1The details are going to be vague because I actually slightly misread the article and I don’t want to embarrass myself or the other people involved. The inspiration is valid, even if the details aren’t.

A Question of Prerequisites

The initial idea was simple: come up with a hypothetical question about how performance in a prerequisite course should correlate with performance in a course with a goal towards identifying whether or not we inherently limited students achievements.  The problem, as always, was in the details.

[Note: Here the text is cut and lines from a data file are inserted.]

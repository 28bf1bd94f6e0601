//! The game model: rounds, turns and the state machine that drives them.
//!
//! ## Flow
//!
//! A round deals `deal_packets` packets of `packet_size` cards to the human
//! and then the computer, and turns the next stock card face up as trump.
//! Each turn then runs
//!
//! ```text
//! LeadCard -> ChaseCard -> Intermission -> Meld -> Intermission -> LeadCard
//! ```
//!
//! until a hand runs dry (`OutOfCards`), after which the round scores are
//! folded into the game scores (`RoundEnd`).
//!
//! ## Driving the model
//!
//! The human acts through `human_throws_lead`, `human_throws_chase` and
//! `human_plays_meld`. Everything else (computer moves, turn resolution,
//! drawing from the stock, ending the round) happens one step per `advance`
//! call, so a presentation layer can show each step before moving on.
//!
//! Rejected input returns an error, leaves the model untouched and stores the
//! error text as the acting seat's message.

use std::cmp::Ordering;

use im::Vector;
use serde::{Deserialize, Serialize};
use tracing::{debug, info, warn};

use super::coin::CoinFace;
use super::stage::Stage;
use crate::cards::{Card, CardCollection, Deck, Suit};
use crate::core::{GameConfig, GameRng, Seat, SeatMap};
use crate::error::{ConfigError, GameError, SaveError};
use crate::melds::MeldInstance;
use crate::players::{strategy_for, PlayerState};
use crate::rules::resolve_turn;
use crate::serialization::{decode_players, encode_player, take_from_pool, SaveData, SeatRecord};

/// The meld slot of the current turn.
#[derive(Clone, Debug, PartialEq, Eq, Serialize, Deserialize)]
pub enum MeldPlay {
    Played(MeldInstance),
    /// The seat had no meld to play.
    Skipped,
}

/// One resolved lead/chase pair.
#[derive(Clone, Debug, PartialEq, Eq, Serialize, Deserialize)]
pub struct TurnRecord {
    pub round: u32,
    pub leader: Seat,
    pub lead: Card,
    pub chase: Card,
    pub winner: Seat,
    pub points: u32,
}
//! Turn rules.
//!
//! Pure functions over cards and the trump suit: who takes a lead/chase pair
//! and how many points it is worth. The game model applies the outcome.

pub mod turn;

pub use turn::{card_points, lead_card_wins, resolve_turn, Throw, TurnOutcome};
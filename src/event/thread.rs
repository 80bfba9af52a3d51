//! Event threads: managed OS threads running a readiness loop.
//!
//! Lifecycle: build (registers the instance in the global thread table) →
//! `start` (spawns the OS thread, which installs the IPC hooks, runs the
//! user init, publishes UP, and loops) → `suspend_req`/`resume` as needed →
//! `stop` (wakes the loop, runs the user exit, publishes DOWN).
//!
//! Cross-thread input arrives exclusively through the inbox: user messages
//! via [`message_send`], liveness notifications via the up/down registry.
//! Everything else (watcher manipulation, subscriptions) must happen on
//! the owning thread.

use super::eloop::{dispatch_budgeted, io_start, io_stop, timer_start, timer_stop, EvLoop, Interest, Io, Timer};
use super::inbox::{Envelope, Inbox, Payload, UpDownStatus};
use super::updown::registry;
use crate::error::{Error, ErrorKind, Result};
use crate::ipc::{self, FdWatch, Infra, TimerWatch};
use crate::thread::{ThreadBase, ThreadRole};
use parking_lot::Mutex;
use polling::Poller;
use std::cell::RefCell;
use std::collections::BTreeMap;
use std::sync::Arc;
use std::thread::JoinHandle;
use tracing::{debug, warn};

/// Highest allowed event-thread id.
pub const MAX_THREAD_ID: u32 = 255;

/// Opaque per-thread user context handed to the callbacks.
pub type UserCtx = Arc<dyn std::any::Any + Send + Sync>;

/// User hook run on the loop thread before the first iteration.
pub type LoopInitFn = Box<dyn FnOnce(Option<&UserCtx>) + Send>;
/// User hook run on the loop thread after the last iteration.
pub type LoopExitFn = Box<dyn FnOnce(Option<&UserCtx>) + Send>;
/// Handler for [`message_send`] payloads.
pub type MessageCb = Box<dyn Fn(Payload, Option<&UserCtx>) + Send + Sync>;
/// Handler for thread-up notifications: receives the peer's id.
pub type UpDownCb = Arc<dyn Fn(u32) + Send + Sync>;

static THREAD_TABLE: Mutex<BTreeMap<u32, Arc<EventThreadInner>>> = Mutex::new(BTreeMap::new());

pub(crate) fn table_get(thread_id: u32) -> Option<Arc<EventThreadInner>> {
    THREAD_TABLE.lock().get(&thread_id).map(Arc::clone)
}

thread_local! {
    static CURRENT_THREAD: RefCell<Option<Arc<EventThreadInner>>> =
        const { RefCell::new(None) };
}

fn with_current_thread<R>(f: impl FnOnce(&Arc<EventThreadInner>) -> R) -> R {
    CURRENT_THREAD.with(|current| {
        let current = current.borrow();
        let inner = current
            .as_ref()
            .expect("must be called from an event thread");
        f(inner)
    })
}

pub(crate) struct EventThreadInner {
    base: ThreadBase,
    poller: Arc<Poller>,
    inbox: Inbox,
    sync_ipc: bool,
    stop: Mutex<bool>,
    init_fn: Mutex<Option<LoopInitFn>>,
    exit_fn: Mutex<Option<LoopExitFn>>,
    message_cb: Option<MessageCb>,
    user_ctx: Mutex<Option<UserCtx>>,
    updown_cbs: Mutex<BTreeMap<u32, UpDownCb>>,
    join: Mutex<Option<JoinHandle<()>>>,
}

impl EventThreadInner {
    /// Enqueues an UP notification and wakes the loop. Called by the
    /// up/down registry from arbitrary threads.
    pub(crate) fn notify_thread_up(&self, target: u32) {
        self.inbox.push(Envelope::UpDown {
            thread_id: target,
            status: UpDownStatus::Up,
        });
        let _ = self.poller.notify();
    }

    fn enqueue_user(&self, payload: Payload) {
        self.inbox.push(Envelope::User(payload));
        let _ = self.poller.notify();
    }

    /// Drains the inbox on the owning thread.
    fn process_inbox(&self) {
        while let Some(envelope) = self.inbox.pop() {
            match envelope {
                Envelope::User(payload) => {
                    let cb = self
                        .message_cb
                        .as_ref()
                        .expect("user message delivered to a thread without a message callback");
                    let ctx = self.user_ctx.lock().clone();
                    dispatch_budgeted("message_callback", u64::from(self.base.id()), || {
                        cb(payload, ctx.as_ref());
                    });
                }
                Envelope::UpDown { thread_id, status } => {
                    if status != UpDownStatus::Up {
                        continue;
                    }
                    let cb = self.updown_cbs.lock().get(&thread_id).map(Arc::clone);
                    match cb {
                        Some(cb) => {
                            dispatch_budgeted("updown_callback", u64::from(thread_id), || {
                                cb(thread_id);
                            });
                        }
                        None => {
                            warn!(thread_id, "up-notification without a registered callback");
                        }
                    }
                }
            }
        }
    }

    fn stopped(&self) -> bool {
        *self.stop.lock()
    }

    /// The loop body run on the spawned OS thread.
    fn run(self: Arc<Self>) {
        CURRENT_THREAD.with(|current| {
            *current.borrow_mut() = Some(Arc::clone(&self));
        });

        let evloop = EvLoop::with_poller(Arc::clone(&self.poller));
        let _loop_guard = evloop.make_current();

        // Hand the IPC transport its watcher hooks before anything runs.
        let infra = infra_hooks();
        if self.sync_ipc {
            ipc::init_sync(self.base.id(), infra);
        } else {
            ipc::init_async(self.base.id(), infra);
        }

        {
            let me = Arc::clone(&self);
            evloop.set_wake_hook(move |evloop| {
                let stop = me.stop.lock();
                if *stop || me.base.suspend_requested() {
                    evloop.break_loop();
                    return;
                }
                drop(stop);
                me.process_inbox();
            });
        }

        if let Some(init_fn) = self.init_fn.lock().take() {
            let ctx = self.user_ctx.lock().clone();
            init_fn(ctx.as_ref());
        }
        self.base.set_ready(true);
        registry().up(self.base.id());
        debug!(thread = self.base.name(), id = self.base.id(), "event thread up");

        while !self.stopped() {
            evloop.run();
            self.base.check_and_suspend();
        }

        if let Some(exit_fn) = self.exit_fn.lock().take() {
            let ctx = self.user_ctx.lock().clone();
            exit_fn(ctx.as_ref());
        }
        registry().down(self.base.id());
        debug!(thread = self.base.name(), id = self.base.id(), "event thread down");

        CURRENT_THREAD.with(|current| {
            current.borrow_mut().take();
        });
    }
}

/// Builder for an [`EventThread`].
pub struct EventThreadBuilder {
    name: String,
    thread_id: u32,
    role: ThreadRole,
    cores_mask: u64,
    sync_ipc: bool,
    init_fn: Option<LoopInitFn>,
    exit_fn: Option<LoopExitFn>,
    message_cb: Option<MessageCb>,
}

impl EventThreadBuilder {
    /// Starts a builder for a thread named `name` at table slot `thread_id`.
    #[must_use]
    pub fn new(name: impl Into<String>, thread_id: u32) -> Self {
        Self {
            name: name.into(),
            thread_id,
            role: ThreadRole::Control,
            cores_mask: 0,
            sync_ipc: false,
            init_fn: None,
            exit_fn: None,
            message_cb: None,
        }
    }

    /// Sets the scheduling role.
    #[must_use]
    pub fn role(mut self, role: ThreadRole) -> Self {
        self.role = role;
        self
    }

    /// Sets the core affinity mask recorded on the thread base.
    #[must_use]
    pub fn cores_mask(mut self, mask: u64) -> Self {
        self.cores_mask = mask;
        self
    }

    /// Selects synchronous IPC initialization.
    #[must_use]
    pub fn sync_ipc(mut self, sync: bool) -> Self {
        self.sync_ipc = sync;
        self
    }

    /// Hook run on the loop thread before the first iteration.
    #[must_use]
    pub fn init_fn(mut self, f: impl FnOnce(Option<&UserCtx>) + Send + 'static) -> Self {
        self.init_fn = Some(Box::new(f));
        self
    }

    /// Hook run on the loop thread after the last iteration.
    #[must_use]
    pub fn exit_fn(mut self, f: impl FnOnce(Option<&UserCtx>) + Send + 'static) -> Self {
        self.exit_fn = Some(Box::new(f));
        self
    }

    /// Handler for [`message_send`] payloads.
    #[must_use]
    pub fn message_cb(
        mut self,
        f: impl Fn(Payload, Option<&UserCtx>) + Send + Sync + 'static,
    ) -> Self {
        self.message_cb = Some(Box::new(f));
        self
    }

    /// Registers the thread in the global table.
    ///
    /// Fails when the id is out of range or already taken; each id is
    /// registered exactly once.
    pub fn build(self) -> Result<EventThread> {
        if self.thread_id > MAX_THREAD_ID {
            return Err(Error::new(ErrorKind::ThreadIdOutOfRange)
                .with_context(format!("id {}", self.thread_id)));
        }
        let poller = Poller::new().map_err(Error::io)?;
        let inner = Arc::new(EventThreadInner {
            base: ThreadBase::new(self.name, self.thread_id, self.role, self.cores_mask),
            poller: Arc::new(poller),
            inbox: Inbox::new(),
            sync_ipc: self.sync_ipc,
            stop: Mutex::new(false),
            init_fn: Mutex::new(self.init_fn),
            exit_fn: Mutex::new(self.exit_fn),
            message_cb: self.message_cb,
            user_ctx: Mutex::new(None),
            updown_cbs: Mutex::new(BTreeMap::new()),
            join: Mutex::new(None),
        });

        let mut table = THREAD_TABLE.lock();
        if table.contains_key(&self.thread_id) {
            return Err(Error::new(ErrorKind::ThreadIdInUse)
                .with_context(format!("id {}", self.thread_id)));
        }
        table.insert(self.thread_id, Arc::clone(&inner));
        drop(table);

        Ok(EventThread { inner })
    }
}

/// A managed event-loop thread.
pub struct EventThread {
    inner: Arc<EventThreadInner>,
}

impl EventThread {
    /// Spawns the OS thread and enters the loop with `user_ctx` bound.
    pub fn start(&self, user_ctx: Option<UserCtx>) -> Result<()> {
        let mut join = self.inner.join.lock();
        if join.is_some() {
            return Err(Error::new(ErrorKind::AlreadyStarted)
                .with_context(self.inner.base.name().to_string()));
        }
        *self.inner.user_ctx.lock() = user_ctx;
        self.inner.base.set_running(true);
        let me = Arc::clone(&self.inner);
        let handle = self.inner.base.spawn(move || me.run())?;
        *join = Some(handle);
        Ok(())
    }

    /// Requests the loop to stop and wakes it. Callable from any thread; a
    /// suspended thread is resumed so it can observe the stop.
    pub fn stop(&self) -> Result<()> {
        {
            let mut stop = self.inner.stop.lock();
            *stop = true;
        }
        self.inner.base.set_running(false);
        if self.inner.base.suspended() {
            self.inner.base.resume_req();
        } else {
            self.inner.poller.notify().map_err(Error::io)?;
        }
        Ok(())
    }

    /// Requests a suspension and wakes the loop so it parks promptly.
    pub fn suspend_req(&self, hook: impl FnOnce() + Send + 'static) -> Result<()> {
        self.inner.base.suspend_req(hook)?;
        self.inner.poller.notify().map_err(Error::io)?;
        Ok(())
    }

    /// Resumes a suspended thread.
    pub fn resume_req(&self) {
        self.inner.base.resume_req();
    }

    /// Waits for the OS thread to exit and removes the table entry.
    pub fn join(&self) -> Result<()> {
        let handle = self
            .inner
            .join
            .lock()
            .take()
            .ok_or_else(|| Error::new(ErrorKind::NotStarted))?;
        handle
            .join()
            .map_err(|_| Error::new(ErrorKind::Internal).with_context("loop thread panicked"))?;
        THREAD_TABLE.lock().remove(&self.inner.base.id());
        Ok(())
    }

    /// Thread name.
    #[must_use]
    pub fn name(&self) -> &str {
        self.inner.base.name()
    }

    /// Thread id.
    #[must_use]
    pub fn thread_id(&self) -> u32 {
        self.inner.base.id()
    }

    /// True once the loop thread finished initialization.
    #[must_use]
    pub fn ready(&self) -> bool {
        self.inner.base.ready()
    }

    /// True while the thread is parked in a suspension.
    #[must_use]
    pub fn suspended(&self) -> bool {
        self.inner.base.suspended()
    }
}

impl std::fmt::Debug for EventThread {
    fn fmt(&self, f: &mut std::fmt::Formatter<'_>) -> std::fmt::Result {
        f.debug_struct("EventThread")
            .field("name", &self.inner.base.name())
            .field("id", &self.inner.base.id())
            .field("ready", &self.inner.base.ready())
            .finish_non_exhaustive()
    }
}

/// Sends an opaque payload to thread `thread_id`'s message callback.
///
/// Callable from any thread; never blocks on the consumer. Messages from
/// one producer are delivered in send order.
pub fn message_send(thread_id: u32, payload: Payload) -> Result<()> {
    if thread_id > MAX_THREAD_ID {
        return Err(Error::new(ErrorKind::ThreadIdOutOfRange)
            .with_context(format!("id {thread_id}")));
    }
    let thread = table_get(thread_id)
        .ok_or_else(|| Error::new(ErrorKind::ThreadNotFound).with_context(format!("id {thread_id}")))?;
    thread.enqueue_user(payload);
    Ok(())
}

/// Subscribes the calling event thread to `target`'s UP transitions.
///
/// Must run on the subscriber's own loop thread. If the target is already
/// up, the callback fires once immediately (through the inbox). Each target
/// may be subscribed at most once per thread.
pub fn updown_up_subscribe(target: u32, cb: impl Fn(u32) + Send + Sync + 'static) {
    assert!(target <= MAX_THREAD_ID);
    with_current_thread(|inner| {
        let mut cbs = inner.updown_cbs.lock();
        assert!(
            !cbs.contains_key(&target),
            "thread {target} is already subscribed"
        );
        cbs.insert(target, Arc::new(cb));
        drop(cbs);
        registry().subscribe(inner.base.id(), target);
    });
}

/// Builds the watcher hooks handed to the IPC transport. The hooks resolve
/// the owning loop through the thread-local, so the transport must call
/// them from this thread.
fn infra_hooks() -> Infra {
    Infra {
        fd_watch: Box::new(|fd, mut cb| {
            let io = Io::new(fd, Interest::READ, move |_io, fd, _revents| cb(fd));
            io_start(&io);
            FdWatch::new(io)
        }),
        fd_unwatch: Box::new(|watch| {
            io_stop(watch.io());
        }),
        timer_add: Box::new(|after, mut cb| {
            let timer = Timer::new(after, 0.0, move |_t| cb());
            timer_start(&timer);
            TimerWatch::new(timer)
        }),
        timer_del: Box::new(|watch| {
            timer_stop(watch.timer());
        }),
    }
}
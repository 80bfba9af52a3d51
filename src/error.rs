//! Error types for the thread and event layers.
//!
//! Error handling in this crate follows a few rules:
//!
//! - Errors are explicit and typed (no stringly-typed errors)
//! - Timer-wheel operations on stale handles are not errors; they are
//!   defined no-ops observable through `Option` returns
//! - Transient syscall interruptions are retried at the call site and never
//!   surface here

use core::fmt;
use std::sync::Arc;

/// The kind of error.
#[derive(Debug, Clone, Copy, PartialEq, Eq, Hash)]
pub enum ErrorKind {
    // === Thread identity ===
    /// Thread id is outside the `[0, 255]` range.
    ThreadIdOutOfRange,
    /// Thread id is already registered in the thread table.
    ThreadIdInUse,
    /// No thread is registered under the given id.
    ThreadNotFound,

    // === Lifecycle ===
    /// The thread was already started.
    AlreadyStarted,
    /// The thread has not been started yet.
    NotStarted,
    /// A suspend request is already pending or active.
    SuspendPending,

    // === OS ===
    /// Spawning the OS thread failed.
    Spawn,
    /// An I/O operation on a kernel handle failed.
    Io,

    // === Internal ===
    /// Internal invariant violation (bug).
    Internal,
}

impl ErrorKind {
    fn as_str(self) -> &'static str {
        match self {
            Self::ThreadIdOutOfRange => "thread id out of range",
            Self::ThreadIdInUse => "thread id already in use",
            Self::ThreadNotFound => "thread not found",
            Self::AlreadyStarted => "thread already started",
            Self::NotStarted => "thread not started",
            Self::SuspendPending => "suspend request already pending",
            Self::Spawn => "failed to spawn os thread",
            Self::Io => "i/o error",
            Self::Internal => "internal error",
        }
    }
}

/// The main error type for thread and event-loop operations.
#[derive(Debug, Clone)]
pub struct Error {
    kind: ErrorKind,
    context: Option<String>,
    source: Option<Arc<dyn std::error::Error + Send + Sync>>,
}

impl Error {
    /// Creates a new error with the given kind.
    #[must_use]
    pub const fn new(kind: ErrorKind) -> Self {
        Self {
            kind,
            context: None,
            source: None,
        }
    }

    /// Attaches human-readable context.
    #[must_use]
    pub fn with_context(mut self, context: impl Into<String>) -> Self {
        self.context = Some(context.into());
        self
    }

    /// Attaches an underlying cause.
    #[must_use]
    pub fn with_source(
        mut self,
        source: impl std::error::Error + Send + Sync + 'static,
    ) -> Self {
        self.source = Some(Arc::new(source));
        self
    }

    /// Returns the error kind.
    #[must_use]
    pub const fn kind(&self) -> ErrorKind {
        self.kind
    }

    /// Shorthand for an [`ErrorKind::Io`] error wrapping a `std::io::Error`.
    #[must_use]
    pub fn io(err: std::io::Error) -> Self {
        Self::new(ErrorKind::Io).with_source(err)
    }
}

impl fmt::Display for Error {
    fn fmt(&self, f: &mut fmt::Formatter<'_>) -> fmt::Result {
        write!(f, "{}", self.kind.as_str())?;
        if let Some(context) = &self.context {
            write!(f, ": {context}")?;
        }
        Ok(())
    }
}

impl std::error::Error for Error {
    fn source(&self) -> Option<&(dyn std::error::Error + 'static)> {
        self.source
            .as_deref()
            .map(|err| err as &(dyn std::error::Error + 'static))
    }
}

/// Result alias used throughout the crate.
pub type Result<T> = std::result::Result<T, Error>;
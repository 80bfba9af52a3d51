//! Periodic driver: feeds timer-fd ticks to the process-global wheel.
//!
//! A dedicated OS thread creates the global [`TimerWheel`], arms a kernel
//! timer fd at the wheel's slice interval, and converts each wakeup into
//! wheel advances. Missed wakeups are paid back in batches of at most
//! [`BATCH_SLICE_SIZE`] slices, punching the thread heartbeat between
//! batches so the supervisor keeps seeing the thread alive.
//!
//! Every other thread talks to the wheel through the thin forwards below
//! ([`timer_schedule`], [`timer_delete`], ...), which degrade to safe
//! defaults until the driver has published the wheel.

mod timerfd;

pub use timerfd::TimerFd;

use crate::error::Result;
use crate::thread::{ThreadBase, ThreadRole};
use crate::twheel::{
    TimerCallback, TimerCtx, TimerHandle, TimerWheel, DEFAULT_SLICE_INTERVAL_MS,
    DEFAULT_WHEEL_DURATION_MS,
};
use std::io;
use std::sync::atomic::{AtomicBool, Ordering};
use std::sync::{Arc, OnceLock};
use std::thread::JoinHandle;
use std::time::Duration;
use tracing::error;

/// Maximum slices charged to one `tick` call while paying back misses.
pub const BATCH_SLICE_SIZE: u64 = 10;

static G_TWHEEL: OnceLock<Arc<TimerWheel>> = OnceLock::new();
static RUNNING: AtomicBool = AtomicBool::new(false);
static READY: AtomicBool = AtomicBool::new(false);

/// The process-global wheel, once the driver has created it.
#[must_use]
pub fn global_wheel() -> Option<Arc<TimerWheel>> {
    G_TWHEEL.get().map(Arc::clone)
}

/// True while the driver loop is alive.
#[must_use]
pub fn is_running() -> bool {
    RUNNING.load(Ordering::Acquire)
}

/// True once the driver finished initialization.
#[must_use]
pub fn is_ready() -> bool {
    READY.load(Ordering::Acquire)
}

/// Drives `wheel` through `missed` elapsed slices in capped batches,
/// invoking `heartbeat` after each batch.
pub(crate) fn drive_batches(wheel: &TimerWheel, mut missed: u64, mut heartbeat: impl FnMut()) {
    while missed > 0 {
        let batch = missed.min(BATCH_SLICE_SIZE);
        wheel.tick(batch * wheel.slice_interval_ms());
        heartbeat();
        missed -= batch;
    }
}

/// The periodic driver thread.
pub struct PeriodicDriver {
    base: Arc<ThreadBase>,
    stop: Arc<AtomicBool>,
    join: Option<JoinHandle<()>>,
}

impl PeriodicDriver {
    /// Spawns the driver: creates (or adopts) the global wheel, arms the
    /// timer fd at the slice interval, and starts ticking.
    pub fn spawn() -> Result<Self> {
        let base = Arc::new(ThreadBase::new("periodic", 0, ThreadRole::Control, 0));
        let stop = Arc::new(AtomicBool::new(false));

        let thread_base = Arc::clone(&base);
        let thread_stop = Arc::clone(&stop);
        let handle = base.spawn(move || run_driver(&thread_base, &thread_stop))?;

        Ok(Self {
            base,
            stop,
            join: Some(handle),
        })
    }

    /// The driver's thread base (flags, heartbeat).
    #[must_use]
    pub fn base(&self) -> &ThreadBase {
        &self.base
    }

    /// Stops the loop at the next wakeup and joins the thread.
    pub fn stop(&mut self) {
        self.stop.store(true, Ordering::Release);
        if let Some(handle) = self.join.take() {
            let _ = handle.join();
        }
    }
}

impl Drop for PeriodicDriver {
    fn drop(&mut self) {
        self.stop();
    }
}

fn run_driver(base: &ThreadBase, stop: &AtomicBool) {
    let wheel = match init_global_wheel() {
        Ok(wheel) => wheel,
        Err(err) => {
            error!(error = %err, "periodic thread failed to create timer wheel");
            return;
        }
    };

    let mut tfd = match TimerFd::new(Duration::from_millis(wheel.slice_interval_ms())) {
        Ok(tfd) => tfd,
        Err(err) => {
            error!(error = %err, "periodic thread failed to initialize timer fd");
            return;
        }
    };

    RUNNING.store(true, Ordering::Release);
    READY.store(true, Ordering::Release);
    base.set_ready(true);
    base.set_running(true);

    loop {
        if stop.load(Ordering::Acquire) {
            break;
        }
        match tfd.wait() {
            Ok(missed) => {
                drive_batches(&wheel, missed, || base.punch_heartbeat());
            }
            Err(err) if err.kind() == io::ErrorKind::Interrupted => {}
            Err(err) => {
                error!(error = %err, "periodic thread failed to wait on timer");
                break;
            }
        }
    }

    RUNNING.store(false, Ordering::Release);
    base.set_running(false);
    error!("periodic thread exiting");
}

fn init_global_wheel() -> std::result::Result<Arc<TimerWheel>, crate::twheel::TimerWheelConfigError> {
    if let Some(wheel) = G_TWHEEL.get() {
        return Ok(Arc::clone(wheel));
    }
    let wheel = Arc::new(TimerWheel::new(
        DEFAULT_SLICE_INTERVAL_MS,
        DEFAULT_WHEEL_DURATION_MS,
        true,
    )?);
    // A racing initializer is fine; adopt whichever wheel landed first.
    let _ = G_TWHEEL.set(wheel);
    Ok(Arc::clone(G_TWHEEL.get().expect("global wheel just initialized")))
}

/// Schedules a callback on the global wheel; `None` until the driver is up
/// or when the entry pool is exhausted.
pub fn timer_schedule(
    timer_id: u32,
    timeout_ms: u64,
    ctx: Option<TimerCtx>,
    cb: TimerCallback,
    periodic: bool,
    initial_delay_ms: u64,
) -> Option<TimerHandle> {
    G_TWHEEL
        .get()?
        .add_timer(timer_id, timeout_ms, ctx, cb, periodic, initial_delay_ms)
}

/// Deletes a scheduled timer, returning its context.
pub fn timer_delete(handle: TimerHandle) -> Option<TimerCtx> {
    G_TWHEEL.get()?.del_timer(handle)
}

/// Reschedules a timer on the global wheel.
pub fn timer_update(
    handle: TimerHandle,
    timeout_ms: u64,
    periodic: bool,
    ctx: Option<TimerCtx>,
) -> Option<TimerHandle> {
    G_TWHEEL.get()?.upd_timer(handle, timeout_ms, periodic, ctx)
}

/// Replaces a timer's stored context.
pub fn timer_update_ctx(handle: TimerHandle, ctx: Option<TimerCtx>) -> Option<TimerHandle> {
    G_TWHEEL.get()?.upd_timer_ctx(handle, ctx)
}

/// Milliseconds until `handle` fires; 0 when the driver is down or the
/// handle is stale.
#[must_use]
pub fn get_timeout_remaining(handle: TimerHandle) -> u64 {
    G_TWHEEL
        .get()
        .map_or(0, |wheel| wheel.get_timeout_remaining(handle))
}

#[cfg(test)]
mod tests {
    use super::*;
    use std::sync::atomic::AtomicU64;

    fn init_test(name: &str) {
        crate::test_utils::init_test_logging();
        crate::test_phase!(name);
    }

    #[test]
    fn batches_are_capped_with_heartbeats_between() {
        init_test("batches_are_capped_with_heartbeats_between");
        let wheel = TimerWheel::new(100, 10_000, true).unwrap();
        let mut batches: Vec<u32> = Vec::new();
        let mut last_slice = wheel.curr_slice();

        drive_batches(&wheel, 25, || {
            let now = wheel.curr_slice();
            batches.push((now + wheel.num_slices() - last_slice) % wheel.num_slices());
            last_slice = now;
        });

        // 25 missed slices are paid back as 10 + 10 + 5, a heartbeat after
        // each batch.
        assert_eq!(batches, vec![10, 10, 5]);
        crate::test_complete!("batches_are_capped_with_heartbeats_between");
    }

    #[test]
    fn forwards_are_safe_before_the_driver_runs() {
        init_test("forwards_are_safe_before_the_driver_runs");
        // The global wheel may or may not exist depending on test order;
        // either way the forwards must not panic on a bogus handle path.
        let counter = Arc::new(AtomicU64::new(0));
        let c = Arc::clone(&counter);
        let cb: TimerCallback = Arc::new(move |_h, _id, _ctx| {
            c.fetch_add(1, Ordering::SeqCst);
        });
        if let Some(handle) = timer_schedule(1, 60_000, None, cb, false, 0) {
            assert!(get_timeout_remaining(handle) > 0);
            let _ = timer_delete(handle);
        }
        crate::test_complete!("forwards_are_safe_before_the_driver_runs");
    }
}
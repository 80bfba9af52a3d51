//! Hashed timer wheel with coarse slices and delay-delete reclamation.
//!
//! The wheel covers a fixed duration `D` with `N = D/g` slices of width `g`
//! milliseconds. Timers longer than `D` carry a spin counter and ride the
//! ring multiple times. Deleted entries are parked in a slice ~2 seconds
//! ahead instead of being freed immediately, which keeps their memory
//! addressable across any firing that was already in flight.
//!
//! Driving the wheel is the caller's job: call [`TimerWheel::tick`] with the
//! elapsed milliseconds, ideally once per slice interval. The periodic
//! driver ([`crate::periodic`]) does this for the process-global wheel.

mod wheel;

pub use wheel::{
    TimerCallback, TimerCtx, TimerHandle, TimerWheel, TimerWheelConfigError,
    DEFAULT_SLICE_INTERVAL_MS, DEFAULT_WHEEL_DURATION_MS, DELAY_DELETE_MS,
};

Here’s the initial version of the question (more or less): For a course, Math 2, which has Math 1 as a prerequisite, what are the probability that a student who made an A in Math 1 will make an A in Math 2. Repeat for all the possible grades in Math 1 and in Math 2. Limiting to only grades of A, B, C for each, why aren’t all the probabilities 1/3?

Then the problems began.

  1. What does it mean that Math 1 is a prerequisite for Math 2?  How much of Math 1 actually appears in Math 2, and is not (re)covered in Math 2? For example, say Math 1 is an algebra course and Math 2 a calculus course. How many of the algebra topics in Math 1 show up in any detail in calculus? At what point does not being fluent or knowledgeable about algebra start interfering with learning calculus, or is the problem just in the algebra portion of the class, i.e. algebraic simplification of results? In our hypothetical situation we can assume that the answer is ‘all of Math 1 is needed in Math 2 to understand Math 2’, but that’s pretty unrealistic.
  2. What does A, B, C mean? We can change this to a numerical score and base it on a set of specific learning objectives (think of a 100 question critical concept final). So we can say A means 90+% knowledge, but then how do we know that is current.  And then it gets more complicated for multiple grades averaging to a C.  Is a student who made 70% on every assignment the ‘same’ as a student that made 100s mixed with 50s on the various assignments, or even the student that made 60s on tests but pulled out a C on homework or other ‘friendly’ assignment.
  3. Then we get closer to the real issue. If a student makes a C in Math 1, can they make an A in Math 2? I don’t mean numerically, or what’s possible, I mean does whatever led to the student making a C in Math 1, limit them so that it is very unlikely they could make and A in Math 2. For example, save Math 1 is Differential Calculus and the student made a C because they struggled with the algebra and/or trigonometry. If they don’t increase their skills in those areas, do they really have a chance for an A in Math 2 (Integral Calculus).

So, although I never came up with a good form of the question, I did form an opinion: I think we too often curse students who performed poorly in prior courses, well beyond how that performance is relevant to the current course. I’d suggest that forming and being faithful to some carefully formulated learning objectives would help out, but that’s for another post.